A recent trip to Cambodia reminded me again of the impact that climate change could have on a civilisation. Religious fervour and slavery were only one part of how the ancient Khmers were able to devote so much manpower to building the Angkor temples. The elegance and craftsmanship of the relief panels required dedicated, skilled and focused artisans. The Khmer kings had to be able to feed their people with the labour of relatively small portion of the population. The ecosystem of the Tonle Sap Lake made this possible, providing protein in the form of fish, and calories in the form of paddy rice. Every ancient Khmer artisan carving the sandstone devatas of the temple carvings was supported by the gifts made possible by a big slice of rich natural ecosystem. It was those natural services – above all – that made the Khmer empire powerful, and Angkor possible.

Now, Cambodia still has only 13 million people; every citizen still enjoys a fair chunk of the Tonle Sap’s bounty. But to the north lies China, with more than 1 billion people, whose government announced last year that by 2030 it will have exploited all of its water supplies. One response is already in the works: damming the Mekong River. But this carries the risk of dismembering the web of ecosystem services provided by both the river and the Tonle Sap.

In the end, China may risk long-term ecological disaster in order to avert short-term economic upheaval. It will require a new kind of economic and ecological cooperation to avoid more and more of these scenarios.

National security

I do not typically testify on congressional panels alongside a former CIA director, the head of the Council on Foreign Relations, admirals and four-star generals. My appearance before the House Select Committee on Global Warming and Energy Independence last April, therefore, was a first for me. What I found stunning was that, despite our very different backgrounds, the testimony the five of us delivered was, in all but the smallest details, identical.
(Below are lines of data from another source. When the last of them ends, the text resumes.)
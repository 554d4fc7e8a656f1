//! Option catalogs the configurator selects from.
//!
//! Every catalog entry has a unique name and a non-negative surcharge.
//! Colors additionally carry a hex display token; packages carry an
//! ordered list of feature descriptions that never affect the price.

use std::collections::HashSet;
use std::fmt;

use serde::{Deserialize, Serialize};

use crate::domain::foundation::{Price, ValidationError};

/// Anything the configurator can price by name.
pub trait PricedOption {
    /// Name, unique within its catalog.
    fn name(&self) -> &str;

    /// Additive surcharge.
    fn price(&self) -> Price;
}

/// Plain catalog entry (wheels, interiors, accessories).
#[derive(Debug, Clone, PartialEq, Eq, Serialize, Deserialize)]
pub struct OptionEntry {
    pub name: String,
    pub price: Price,
}

impl OptionEntry {
    pub fn new(name: impl Into<String>, price: u64) -> Self {
        Self {
            name: name.into(),
            price: Price::new(price),
        }
    }
}

impl PricedOption for OptionEntry {
    fn name(&self) -> &str {
        &self.name
    }

    fn price(&self) -> Price {
        self.price
    }
}

/// Paint color with the swatch shown in the preview.
#[derive(Debug, Clone, PartialEq, Eq, Serialize, Deserialize)]
pub struct ColorOption {
    pub name: String,
    pub hex: String,
    pub price: Price,
}

impl ColorOption {
    pub fn new(name: impl Into<String>, hex: impl Into<String>, price: u64) -> Self {
        Self {
            name: name.into(),
            hex: hex.into(),
            price: Price::new(price),
        }
    }
}

impl PricedOption for ColorOption {
    fn name(&self) -> &str {
        &self.name
    }

    fn price(&self) -> Price {
        self.price
    }
}

/// Option package with its display-only feature list.
#[derive(Debug, Clone, PartialEq, Eq, Serialize, Deserialize)]
pub struct PackageOption {
    pub name: String,
    pub price: Price,
    pub features: Vec<String>,
}

impl PackageOption {
    pub fn new(name: impl Into<String>, price: u64, features: &[&str]) -> Self {
        Self {
            name: name.into(),
            price: Price::new(price),
            features: features.iter().map(|f| f.to_string()).collect(),
        }
    }
}

impl PricedOption for PackageOption {
    fn name(&self) -> &str {
        &self.name
    }

    fn price(&self) -> Price {
        self.price
    }
}

/// Ordered catalog with unique, non-blank names.
#[derive(Debug, Clone, PartialEq, Eq)]
pub struct Catalog<T> {
    entries: Vec<T>,
}

impl<T: PricedOption> Catalog<T> {
    /// Builds a catalog, validating names.
    ///
    /// # Errors
    ///
    /// - `EmptyField` if an entry name is blank
    /// - `Duplicate` if two entries share a name
    pub fn new(field: &str, entries: Vec<T>) -> Result<Self, ValidationError> {
        {
            let mut seen = HashSet::with_capacity(entries.len());
            for entry in &entries {
                if entry.name().trim().is_empty() {
                    return Err(ValidationError::empty_field(format!("{}.name", field)));
                }
                if !seen.insert(entry.name()) {
                    return Err(ValidationError::duplicate(field, entry.name()));
                }
            }
        }
        Ok(Self { entries })
    }

    /// Looks up an entry by exact name.
    pub fn find(&self, name: &str) -> Option<&T> {
        self.entries.iter().find(|e| e.name() == name)
    }

    /// Returns true if the catalog offers `name`.
    pub fn contains(&self, name: &str) -> bool {
        self.find(name).is_some()
    }

    /// Surcharge of `name`, if offered.
    pub fn price_of(&self, name: &str) -> Option<Price> {
        self.find(name).map(PricedOption::price)
    }

    /// The default pick for single-select catalogs.
    pub fn first(&self) -> Option<&T> {
        self.entries.first()
    }

    pub fn entries(&self) -> &[T] {
        &self.entries
    }

    pub fn len(&self) -> usize {
        self.entries.len()
    }

    pub fn is_empty(&self) -> bool {
        self.entries.is_empty()
    }
}

/// Single-select configuration fields.
#[derive(Debug, Clone, Copy, PartialEq, Eq, Hash, Serialize, Deserialize)]
#[serde(rename_all = "lowercase")]
pub enum SingleSelectField {
    Color,
    Wheels,
    Interior,
}

impl SingleSelectField {
    pub const ALL: [SingleSelectField; 3] = [
        SingleSelectField::Color,
        SingleSelectField::Wheels,
        SingleSelectField::Interior,
    ];

    pub fn as_str(&self) -> &'static str {
        match self {
            SingleSelectField::Color => "color",
            SingleSelectField::Wheels => "wheels",
            SingleSelectField::Interior => "interior",
        }
    }
}

impl fmt::Display for SingleSelectField {
    fn fmt(&self, f: &mut fmt::Formatter<'_>) -> fmt::Result {
        f.write_str(self.as_str())
    }
}

/// Multi-select configuration fields.
#[derive(Debug, Clone, Copy, PartialEq, Eq, Hash, Serialize, Deserialize)]
#[serde(rename_all = "lowercase")]
pub enum MultiSelectField {
    Packages,
    Accessories,
}

impl MultiSelectField {
    pub const ALL: [MultiSelectField; 2] = [MultiSelectField::Packages, MultiSelectField::Accessories];

    pub fn as_str(&self) -> &'static str {
        match self {
            MultiSelectField::Packages => "packages",
            MultiSelectField::Accessories => "accessories",
        }
    }
}

impl fmt::Display for MultiSelectField {
    fn fmt(&self, f: &mut fmt::Formatter<'_>) -> fmt::Result {
        f.write_str(self.as_str())
    }
}

/// The five catalogs offered for one configurator.
#[derive(Debug, Clone, PartialEq, Eq)]
pub struct OptionCatalogs {
    colors: Catalog<ColorOption>,
    wheels: Catalog<OptionEntry>,
    interiors: Catalog<OptionEntry>,
    packages: Catalog<PackageOption>,
    accessories: Catalog<OptionEntry>,
}

impl OptionCatalogs {
    /// Bundles catalogs.
    ///
    /// # Errors
    ///
    /// - `EmptyField` if a single-select catalog has no entries
    pub fn new(
        colors: Catalog<ColorOption>,
        wheels: Catalog<OptionEntry>,
        interiors: Catalog<OptionEntry>,
        packages: Catalog<PackageOption>,
        accessories: Catalog<OptionEntry>,
    ) -> Result<Self, ValidationError> {
        if colors.is_empty() {
            return Err(ValidationError::empty_field("colors"));
        }
        if wheels.is_empty() {
            return Err(ValidationError::empty_field("wheels"));
        }
        if interiors.is_empty() {
            return Err(ValidationError::empty_field("interiors"));
        }
        Ok(Self {
            colors,
            wheels,
            interiors,
            packages,
            accessories,
        })
    }

    pub fn colors(&self) -> &Catalog<ColorOption> {
        &self.colors
    }

    pub fn wheels(&self) -> &Catalog<OptionEntry> {
        &self.wheels
    }

    pub fn interiors(&self) -> &Catalog<OptionEntry> {
        &self.interiors
    }

    pub fn packages(&self) -> &Catalog<PackageOption> {
        &self.packages
    }

    pub fn accessories(&self) -> &Catalog<OptionEntry> {
        &self.accessories
    }

    /// Surcharge of a single-select option, if offered.
    pub fn single_price(&self, field: SingleSelectField, name: &str) -> Option<Price> {
        match field {
            SingleSelectField::Color => self.colors.price_of(name),
            SingleSelectField::Wheels => self.wheels.price_of(name),
            SingleSelectField::Interior => self.interiors.price_of(name),
        }
    }

    /// Surcharge of a multi-select option, if offered.
    pub fn multi_price(&self, field: MultiSelectField, name: &str) -> Option<Price> {
        match field {
            MultiSelectField::Packages => self.packages.price_of(name),
            MultiSelectField::Accessories => self.accessories.price_of(name),
        }
    }

    /// Default name for a single-select field (the catalog's first entry).
    pub fn default_single(&self, field: SingleSelectField) -> &str {
        // Single-select catalogs are non-empty by construction.
        let first = match field {
            SingleSelectField::Color => self.colors.first().map(PricedOption::name),
            SingleSelectField::Wheels => self.wheels.first().map(PricedOption::name),
            SingleSelectField::Interior => self.interiors.first().map(PricedOption::name),
        };
        first.unwrap_or_default()
    }

    /// All names offered for a single-select field, in catalog order.
    pub fn single_names(&self, field: SingleSelectField) -> Vec<&str> {
        match field {
            SingleSelectField::Color => self.colors.entries().iter().map(|e| e.name()).collect(),
            SingleSelectField::Wheels => self.wheels.entries().iter().map(|e| e.name()).collect(),
            SingleSelectField::Interior => {
                self.interiors.entries().iter().map(|e| e.name()).collect()
            }
        }
    }

    /// All names offered for a multi-select field, in catalog order.
    pub fn multi_names(&self, field: MultiSelectField) -> Vec<&str> {
        match field {
            MultiSelectField::Packages => {
                self.packages.entries().iter().map(|e| e.name()).collect()
            }
            MultiSelectField::Accessories => {
                self.accessories.entries().iter().map(|e| e.name()).collect()
            }
        }
    }
}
The hearing was the day after a meeting of the UN Security Council on the same topic, and two days after the release of a blue ribbon military report on how global warming threatens national security.

At the beginning, Representative James Sensenbrenner, a member of the Republicans – the minority party in Congress – known as the ranking minority member, took on the committee chair, Representative Ed Markey. He lamented that some of the solutions to climate change advocated by “extremists” would be devastating. But after the panel finished, and Sensenbrenner had tried to force us into yes or no answers on nuclear energy and coal, he retreated with the comment: “Well, at least you all admit that this is complicated.”

Overall there were few fireworks, and the proceedings reflected a consensus on climate change that is finally seeping into Washington.

The US Congress has an important role to play in developing policies that will ensure national security by cutting American oil dependence and curbing global warming. The Sierra Club believes Congress should act now to raise fuel economy standards, invest in renewable energy and energy efficiency, move forward on clean, renewable fuels and adopt economy-wide caps on global warming emissions.

Growing up, I used to ask my father repeatedly: “Daddy, what did you do in the war?” Children born today may turn to us and ask: “What did you do in the warming?” US elected officials should lead Americans towards an answer we can give with pride: that we led the world back from the precipice of climate collapse and climate conflict.